Basta pensare all’accoppiata tutta italiana, e conosciuta in tutto il mondo, Fellini/Mastroianni, o a ad altre altrettanto famose come Clint Eastwood/Don Siegel, Scorsese/De Niro oppure Scorsese/Di Caprio nell’ultimo periodo.

Tutte collaborazioni che sembrano andare ben al di là di un rapporto lavorativo, proprio come nel caso Deep/Burton. La loro prima collaborazione risale al lontano 1990, con la bellissima favola dark “Edward Mani di forbice”, pellicola che ha lanciato definitivamente l’icona/attore Johnny Deep come eroe romantico di fine millennio. L’attore americano interpretò quel ruolo praticamente senza parlare, riportando alla memoria le splendide interpretazioni del cinema muto di un tempo.

Il loro secondo progetto fece conoscere al grande pubblico una delle figure più strane che il cinema abbia mai conosciuto, “e Wood“, film che racconta la storia di un regista realmente esistito, definito da molti come il peggiore della storia del cinema.
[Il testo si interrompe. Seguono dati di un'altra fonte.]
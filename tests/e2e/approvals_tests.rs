// Allowance handling in front of the swap transaction

use std::sync::Arc;

use alloy_sol_types::SolCall;
use swap_quote::providers::erc20::IERC20;
use swap_quote::{EvmTransaction, NetworkName, ProviderError, QuoteMetaOptions, QuoteProvider, U256};

use crate::e2e::{builder_for, one_inch, settings_for};
use crate::mocks::fixtures::{self, amount, ROUTER, THOUSAND_USDC, USDC};
use crate::mocks::{FailingApprovalBuilder, MockChainClient, MockOneInchServer};

fn decode_approve(tx: &EvmTransaction) -> U256 {
	assert_eq!(tx.to, USDC);
	assert_eq!(tx.value, U256::ZERO);
	let call = IERC20::approveCall::abi_decode(&tx.data).unwrap();
	assert_eq!(call.spender, ROUTER);
	call.amount
}

async fn usdc_server() -> MockOneInchServer {
	MockOneInchServer::with_body(fixtures::swap_body(THOUSAND_USDC, "999800000000000000000", "0").to_string())
		.await
}

#[tokio::test]
async fn test_erc20_without_allowance_approves_then_swaps() {
	let server = usdc_server().await;
	let chain = MockChainClient::zero();
	let provider = one_inch(&server, Arc::new(chain.clone()), NetworkName::Matic);

	let quote = provider
		.get_quote(&fixtures::usdc_to_dai(NetworkName::Matic), &QuoteMetaOptions::default())
		.await
		.unwrap()
		.expect("quote");

	assert_eq!(chain.calls(), 1);
	assert_eq!(quote.transactions.len(), 2);
	let approval = &quote.approval_transactions()[0];
	assert_eq!(decode_approve(approval), amount(THOUSAND_USDC));
	assert_eq!(approval.gas_limit, U256::from(300_000u64));

	// The swap is always last
	let swap = quote.swap_transaction().unwrap();
	assert_eq!(swap.to, ROUTER);
	assert_eq!(swap.data.to_string(), fixtures::SWAP_CALLDATA);
	assert_eq!(server.last_request().chain_id, 137);

	server.abort();
}

#[tokio::test]
async fn test_partial_allowance_is_reset_first() {
	let server = usdc_server().await;
	let chain = MockChainClient::with_allowance(U256::from(5u64));
	let provider = one_inch(&server, Arc::new(chain), NetworkName::Ethereum);

	let quote = provider
		.get_quote(&fixtures::usdc_to_dai(NetworkName::Ethereum), &QuoteMetaOptions::default())
		.await
		.unwrap()
		.unwrap();

	assert_eq!(quote.transactions.len(), 3);
	let approvals = quote.approval_transactions();
	assert_eq!(decode_approve(&approvals[0]), U256::ZERO);
	assert_eq!(decode_approve(&approvals[1]), amount(THOUSAND_USDC));

	server.abort();
}

#[tokio::test]
async fn test_sufficient_allowance_needs_no_approval() {
	let server = usdc_server().await;
	let chain = MockChainClient::with_allowance(amount(THOUSAND_USDC));
	let provider = one_inch(&server, Arc::new(chain), NetworkName::Ethereum);

	let quote = provider
		.get_quote(&fixtures::usdc_to_dai(NetworkName::Ethereum), &QuoteMetaOptions::default())
		.await
		.unwrap()
		.unwrap();

	assert_eq!(quote.transactions.len(), 1);
	assert!(quote.approval_transactions().is_empty());

	server.abort();
}

#[tokio::test]
async fn test_infinite_approval() {
	let server = usdc_server().await;
	let provider = one_inch(&server, Arc::new(MockChainClient::zero()), NetworkName::Ethereum);

	let meta = QuoteMetaOptions::new("enkrypt").with_infinite_approval(true);
	let quote = provider
		.get_quote(&fixtures::usdc_to_dai(NetworkName::Ethereum), &meta)
		.await
		.unwrap()
		.unwrap();

	assert_eq!(decode_approve(&quote.transactions[0]), U256::MAX);

	server.abort();
}

#[tokio::test]
async fn test_configured_approval_gas_limit() {
	let server = usdc_server().await;
	let mut settings = settings_for(&server);
	settings.gas_limits.approval = 65_000;
	settings.gas_limits.swap = 450_000;

	let provider = builder_for(settings)
		.build_one_inch(Arc::new(MockChainClient::zero()), NetworkName::Ethereum, Vec::new())
		.unwrap();
	let quote = provider
		.get_quote(&fixtures::usdc_to_dai(NetworkName::Ethereum), &QuoteMetaOptions::default())
		.await
		.unwrap()
		.unwrap();

	assert_eq!(quote.transactions[0].gas_limit, U256::from(65_000u64));
	assert_eq!(quote.swap_transaction().unwrap().gas_limit, U256::from(450_000u64));

	server.abort();
}

#[tokio::test]
async fn test_approval_failure_propagates() {
	let server = usdc_server().await;
	let provider = builder_for(settings_for(&server))
		.with_approval_builder(Arc::new(FailingApprovalBuilder))
		.build_one_inch(Arc::new(MockChainClient::zero()), NetworkName::Ethereum, Vec::new())
		.unwrap();

	let err = provider
		.get_quote(&fixtures::usdc_to_dai(NetworkName::Ethereum), &QuoteMetaOptions::default())
		.await
		.unwrap_err();

	assert!(matches!(err, ProviderError::ChainClient(_)));

	server.abort();
}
Al terzo appuntamento insieme di due cambiarono leggermente registro, portando alla luce “Il mistero di Sleepy Hollow” nel 1999.

Dopo sei anni di pausa, l’attore e Tim Burton tornano a collaborare in un film di animazione basato sulla tecnica dello stop-motion “La sposa cadavere”, dove Johnny Deep presta la voce al personaggio principale. Sempre nello stesso anno esce nelle sale “La fabbrica di cioccolato”, un rifacimento del famoso film di Mel Stuart del 1971, interpretato da Gene Wilder.

Nel 2007, la magica accoppiata osa a tal punto da portare al cinema il famoso musical “Sweeney Todd: Il diabolico barbiere di Fleet Street”, dove purtroppo il sempre bravo Deep, stavolta imbrigliato nel canto, perde un po’ di vista la recitazione. Fino ad arrivare ad oggi, al loro attesissimo settimo appuntamento “Alice in wonderland”, pellicola che in molti attendono con trepidante attesa, e che molti sperano che possa fare da ponte per la loro ottava collaborazione.